Apocalypse Soon
A dark outlook for consumers as inflation bites, stocks tumble and growth falters...
(Source: Getty Images)
Joel Bowman, reckoning today from Buenos Aires, Argentina...
If you blinked, you might have missed it.
The S&P 500 dipped into bear market territory yesterday (defined as a 20% drawdown from its previous – Jan. 3 – high), before rallying into the close in a cheerful/hopeful/delusional reversal.
Now, either yesterday’s hour-long bear market will go down as the shortest bear market in history... or this ursine beast is still hungry!
The index ended the day an unconvincing 0.01% in the green. It’s off 18% for the year.
And yet, might we still have further to fall? Hmm... here’s CNN Business:
[Friday’s] move comes on the heels of seven straight weekly losses for the index and follows months of precipitous market drops. The S&P 500 has long been considered the most accurate measure of the nation's stock performance.
In the three years prior to this near-bear market, the index grew by 90%.
The index's slide highlights investors' increasingly dark economic outlook — one fueled by slowing economic and earnings growth, rising inflation and the Federal Reserve's subsequent monetary tightening.
The Nasdaq, already well into bear market territory, is down ~30% from its November high. That’s rough sailing, to be sure... but nothing compared to the 78% top-to-bottom free fall witnessed in the dot.com bubble, Version 1.0.
And here’s a curious phenomenon... despite an inflation rate not seen since Kim Carnes “Bette Davis Eyes” first hit airwaves (1981), the greenback is rallying against a fistful of foreign fiat. Already approaching euro parity, there’s even talk about the dollar potentially overtaking the pound sterling.
Here’s CNBC on the potentially “apocalyptic” situation across the pond:
LONDON — Traders are increasingly taking short positions against the British pound as the U.K.’s cost of living crisis begins to bite.
Inflation came in at an annual 9% in April, a 40-year high, as food and energy prices continued to spiral after the U.K. energy regulator increased the household energy price cap by 54% at the start of the month.

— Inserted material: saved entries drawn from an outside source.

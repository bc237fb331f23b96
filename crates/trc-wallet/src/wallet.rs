//! Wallet composition: key store, address pool and storage.
//!
//! The [`Wallet`] owns exactly one key store and the address pool built on
//! it. Usage reported by the network layer flows in through
//! [`Wallet::mark_used`]; private keys flow out only for addresses the pool
//! has materialized.

use parking_lot::{RwLock, RwLockReadGuard, RwLockWriteGuard};
use std::sync::Arc;

use trc_core::constants::ScriptType;
use trc_core::crypto::{public_key_from_hex, PrivateKey};
use trc_core::derivation::DerivationPath;
use trc_core::xkey::{ExtendedKey, KeyKind};
use trc_core::error::Base58Error;
use trc_core::{Address, AddressError};

use crate::address_pool::{AddressPool, GapLimits, PoolSnapshot};
use crate::config::WalletConfig;
use crate::crypto_box;
use crate::document::{self, WalletDocument, WalletMetadata};
use crate::error::WalletError;
use crate::keystore::{
    Branch, Capability, Coordinates, DeterministicKeyStore, ImportedKeyStore, KeyStore,
    KeyStoreData,
};
use crate::seed::{self, Seed, SeedType};
use crate::storage::WalletStorage;

/// A key store, its address pool and optional backing storage.
pub struct Wallet {
    keystore: KeyStore,
    pool: AddressPool,
    metadata: WalletMetadata,
    storage: Option<WalletStorage>,
}

impl std::fmt::Debug for Wallet {
    fn fmt(&self, f: &mut std::fmt::Formatter<'_>) -> std::fmt::Result {
        f.debug_struct("Wallet")
            .field("keystore", &self.keystore)
            .field("wallet_type", &self.metadata.wallet_type)
            .field("receiving", &self.pool.len(Branch::Receiving))
            .field("change", &self.pool.len(Branch::Change))
            .finish()
    }
}

impl Wallet {
    fn assemble(
        keystore: KeyStore,
        limits: GapLimits,
        wallet_type: &str,
    ) -> Result<Self, WalletError> {
        let pool = AddressPool::new(&keystore, limits)?;
        tracing::info!(
            wallet_type,
            keystore = keystore.id(),
            receiving = pool.len(Branch::Receiving),
            change = pool.len(Branch::Change),
            "wallet ready"
        );
        Ok(Self {
            keystore,
            pool,
            metadata: WalletMetadata::new(wallet_type),
            storage: None,
        })
    }

    /// Create a wallet with a freshly generated electrum seed.
    ///
    /// Returns the wallet and the phrase; the phrase is not stored.
    pub fn create(seed_type: SeedType, config: &WalletConfig) -> Result<(Self, String), WalletError> {
        let phrase = seed::generate_mnemonic(seed_type);
        let wallet = Self::restore_from_text(&phrase, None, config)?;
        Ok((wallet, phrase))
    }

    /// Restore from an electrum seed, an extended key, or a list of
    /// `[script:]WIF` private keys separated by whitespace.
    ///
    /// `seed_passphrase` only applies to seeds.
    pub fn restore_from_text(
        text: &str,
        seed_passphrase: Option<&str>,
        config: &WalletConfig,
    ) -> Result<Self, WalletError> {
        let text = text.trim();
        let limits = config.gap_limits();

        if seed::seed_type(text).is_some() {
            let (seed, kind) = Seed::from_electrum_mnemonic(text, seed_passphrase.unwrap_or(""))?;
            let ks = DeterministicKeyStore::from_electrum_seed(&seed, kind, config.network)?;
            let wallet_type = match kind {
                SeedType::Standard => "standard",
                SeedType::Segwit => "segwit",
            };
            return Self::assemble(KeyStore::Deterministic(ks), limits, wallet_type);
        }

        if let Ok(key) = ExtendedKey::decode(text) {
            let wallet_type = match key.kind() {
                KeyKind::Private => "xprv",
                KeyKind::Public => "xpub",
            };
            let ks = DeterministicKeyStore::from_account(key)?;
            return Self::assemble(KeyStore::Deterministic(ks), limits, wallet_type);
        }

        if seed::is_bip39_mnemonic(text) {
            return Err(WalletError::UnrecognizedInput(
                "BIP-39 mnemonic: restore it with an explicit derivation path".into(),
            ));
        }

        let mut store = ImportedKeyStore::new(config.network);
        for token in text.split_whitespace() {
            let (script_type, key) = PrivateKey::from_typed_wif(token).map_err(|_| {
                WalletError::UnrecognizedInput(
                    "expected an electrum seed, an extended key or private keys".into(),
                )
            })?;
            store.import(key, script_type)?;
        }
        if store.is_empty() {
            return Err(WalletError::UnrecognizedInput("empty input".into()));
        }
        Self::assemble(KeyStore::Imported(store), limits, "imported")
    }

    /// Restore from a BIP-39 mnemonic with an explicit account path.
    pub fn from_bip39(
        phrase: &str,
        passphrase: &str,
        path: &DerivationPath,
        script_type: ScriptType,
        config: &WalletConfig,
    ) -> Result<Self, WalletError> {
        let seed = Seed::from_bip39_mnemonic(phrase, passphrase)?;
        let ks = DeterministicKeyStore::from_seed_at(&seed, config.network, script_type, path)?;
        Self::assemble(KeyStore::Deterministic(ks), config.gap_limits(), "bip39")
    }

    /// Rebuild a wallet from a document.
    pub fn from_document(doc: &WalletDocument) -> Result<Self, WalletError> {
        let data: KeyStoreData = doc.require(document::KEYSTORE)?;
        let keystore = KeyStore::from_data(&data)?;
        let snapshot: PoolSnapshot = doc.require(document::ADDRESS_POOL)?;
        let pool = AddressPool::restore(&keystore, snapshot)?;
        let metadata = doc
            .section(document::METADATA)?
            .unwrap_or_else(|| WalletMetadata::new("unknown"));
        Ok(Self {
            keystore,
            pool,
            metadata,
            storage: None,
        })
    }

    pub fn to_document(&self) -> Result<WalletDocument, WalletError> {
        let mut doc = WalletDocument::new();
        doc.set_section(document::KEYSTORE, &self.keystore.to_data())?;
        doc.set_section(document::ADDRESS_POOL, &self.pool.snapshot())?;
        doc.set_section(document::METADATA, &self.metadata)?;
        Ok(doc)
    }

    /// Load a wallet from opened storage; the storage stays attached.
    pub fn load(storage: WalletStorage, doc: &WalletDocument) -> Result<Self, WalletError> {
        if doc.is_empty() {
            return Err(WalletError::CorruptFile("wallet file has no content".into()));
        }
        let mut wallet = Self::from_document(doc)?;
        wallet.storage = Some(storage);
        Ok(wallet)
    }

    /// Attach storage; subsequent [`save`](Self::save) calls write there.
    pub fn attach_storage(&mut self, storage: WalletStorage) {
        self.storage = Some(storage);
    }

    pub fn storage(&self) -> Option<&WalletStorage> {
        self.storage.as_ref()
    }

    /// Write the current state to the attached storage.
    pub fn save(&mut self) -> Result<(), WalletError> {
        let doc = self.to_document()?;
        let storage = self
            .storage
            .as_mut()
            .ok_or_else(|| WalletError::Io("no storage attached".into()))?;
        storage.write(&doc)
    }

    /// Change (or remove) the file passphrase and rewrite the file.
    pub fn set_passphrase(&mut self, passphrase: Option<&str>) -> Result<(), WalletError> {
        self.storage
            .as_mut()
            .ok_or_else(|| WalletError::Io("no storage attached".into()))?
            .set_passphrase(passphrase)?;
        self.save()
    }

    pub fn keystore(&self) -> &KeyStore {
        &self.keystore
    }

    pub fn pool(&self) -> &AddressPool {
        &self.pool
    }

    pub fn metadata(&self) -> &WalletMetadata {
        &self.metadata
    }

    pub fn set_label(&mut self, key: &str, label: &str) {
        if label.is_empty() {
            self.metadata.labels.remove(key);
        } else {
            self.metadata.labels.insert(key.to_string(), label.to_string());
        }
    }

    pub fn capability(&self) -> Capability {
        self.keystore.capability()
    }

    pub fn master_public_key(&self) -> Option<String> {
        self.keystore.master_public_key()
    }

    /// Materialized addresses of `branch` in index order.
    pub fn addresses(&self, branch: Branch) -> impl Iterator<Item = &Address> + Clone + '_ {
        self.pool.addresses(branch)
    }

    pub fn is_mine(&self, address: &Address) -> bool {
        self.pool.is_mine(address)
    }

    /// Record address history reported by the network layer.
    pub fn mark_used(&mut self, address: &Address) -> Result<bool, WalletError> {
        self.pool.mark_used(&self.keystore, address)
    }

    pub fn ensure_gap(&mut self, branch: Branch) -> Result<Vec<Address>, WalletError> {
        self.pool.ensure_gap(&self.keystore, branch)
    }

    /// Replace the pool with one built for new gap limits.
    pub fn set_gap_limits(&mut self, limits: GapLimits) -> Result<(), WalletError> {
        self.pool = AddressPool::rebuild(&self.keystore, limits)?;
        Ok(())
    }

    /// Import another `[script:]WIF` key into an imported-key wallet.
    ///
    /// Store and pool change together or not at all.
    pub fn import_private_key(&mut self, text: &str) -> Result<Address, WalletError> {
        let KeyStore::Imported(store) = &self.keystore else {
            return Err(WalletError::UnrecognizedInput(
                "keys can only be imported into an imported-key wallet".into(),
            ));
        };
        let (script_type, key) = PrivateKey::from_typed_wif(text.trim())?;

        let mut staged = store.clone();
        let id = staged.import(key, script_type)?;
        let keystore = KeyStore::Imported(staged);
        let mut pool = self.pool.clone();
        pool.sync_imported(&keystore)?;
        let address = keystore.address_for(&Coordinates::Imported { id })?;

        self.keystore = keystore;
        self.pool = pool;
        tracing::debug!(%address, "imported private key");
        Ok(address)
    }

    /// Export the key for one address as `"<script>:<WIF>"`.
    pub fn get_private_key(&self, address: &str) -> Result<String, WalletError> {
        let parsed = parse_wallet_address(address)?;
        let key = self.keystore.key_for_address(&self.pool, &parsed)?;
        let coords = self
            .pool
            .coordinates_of(&parsed)
            .ok_or_else(|| WalletError::AddressNotInWallet(address.to_string()))?;
        let script_type = self.keystore.script_type_at(coords)?;
        Ok(key.to_typed_wif(script_type))
    }

    /// Export keys for several addresses; any failure fails the whole batch.
    pub fn get_private_keys<S: AsRef<str>>(&self, addresses: &[S]) -> Result<Vec<String>, WalletError> {
        addresses
            .iter()
            .map(|a| self.get_private_key(a.as_ref()))
            .collect()
    }

    /// Encrypt a message to any hex public key.
    pub fn encrypt_message(&self, pubkey_hex: &str, message: &str) -> Result<String, WalletError> {
        crypto_box::encrypt_message(pubkey_hex, message)
    }

    /// Decrypt a message sent to one of this wallet's public keys.
    pub fn decrypt_message(&self, pubkey_hex: &str, ciphertext: &str) -> Result<String, WalletError> {
        let public = public_key_from_hex(pubkey_hex)?;
        let key = self.keystore.private_key_for_public(&self.pool, &public)?;
        crypto_box::decrypt_message(&key, ciphertext)
    }
}

/// Parse address text for a wallet lookup.
///
/// Text with a bad checksum names no address this wallet could hold, so it
/// is reported as not in wallet; other malformed text is an invalid address.
fn parse_wallet_address(text: &str) -> Result<Address, WalletError> {
    match Address::decode(text.trim()) {
        Ok(a) => Ok(a),
        Err(AddressError::InvalidChecksum)
        | Err(AddressError::Base58(Base58Error::InvalidChecksum)) => {
            Err(WalletError::AddressNotInWallet(text.to_string()))
        }
        Err(e) => Err(WalletError::InvalidAddress(format!("{text}: {e}"))),
    }
}

/// Shared wallet behind a read/write lock.
///
/// Mutations take the write lock; lookups over materialized data take the
/// read lock.
#[derive(Clone)]
pub struct WalletHandle {
    inner: Arc<RwLock<Wallet>>,
}

impl WalletHandle {
    pub fn new(wallet: Wallet) -> Self {
        Self {
            inner: Arc::new(RwLock::new(wallet)),
        }
    }

    pub fn read(&self) -> RwLockReadGuard<'_, Wallet> {
        self.inner.read()
    }

    pub fn write(&self) -> RwLockWriteGuard<'_, Wallet> {
        self.inner.write()
    }

    /// Owned copy of the current addresses of `branch`.
    pub fn addresses(&self, branch: Branch) -> Vec<Address> {
        self.inner.read().addresses(branch).cloned().collect()
    }

    pub fn is_mine(&self, address: &Address) -> bool {
        self.inner.read().is_mine(address)
    }

    pub fn mark_used(&self, address: &Address) -> Result<bool, WalletError> {
        self.inner.write().mark_used(address)
    }

    pub fn ensure_gap(&self, branch: Branch) -> Result<Vec<Address>, WalletError> {
        self.inner.write().ensure_gap(branch)
    }

    pub fn get_private_keys<S: AsRef<str>>(&self, addresses: &[S]) -> Result<Vec<String>, WalletError> {
        self.inner.read().get_private_keys(addresses)
    }

    pub fn save(&self) -> Result<(), WalletError> {
        self.inner.write().save()
    }
}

Bank of England Governor Andrew Bailey has warned of an “apocalyptic” outlook for consumers as a recent survey also showed that a quarter of Britons have resorted to skipping meals.
Sterling has fallen almost 8% against the dollar year-to-date and hovered just below $1.25 as of Friday morning, slightly above a recent two-year low.
What does all this mean for your dollar-denominated investments? For stocks? Bonds? Gold? For that all-of-a-sudden-very-attractive vacation to ol’ London Town?
Bonner Private Research’s macro analyst, Dan Denning, has been toiling away, up on the high plains of Laramie, Wyoming, putting together the much anticipated Dollar Report. Here he is with an update, from yesterday’s note to BPR subscribers...
The Dollar Report is nearing conclusion! One area I worked on this week is why the dollar gets stronger in a debt deflation. Or, put another way, why is the dollar getting stronger now (relative to other fiat currencies) when inflation is at 8.5%, official interest rates are far too low, and the US government has $30 trillion in debt.
One explanation is the image below. I first encountered it in 2012, while researching the work of John Exter. Exter was the consummate banking insider. He was the Vice President for the New York Fed in 1954, in charge of international banking and precious metals.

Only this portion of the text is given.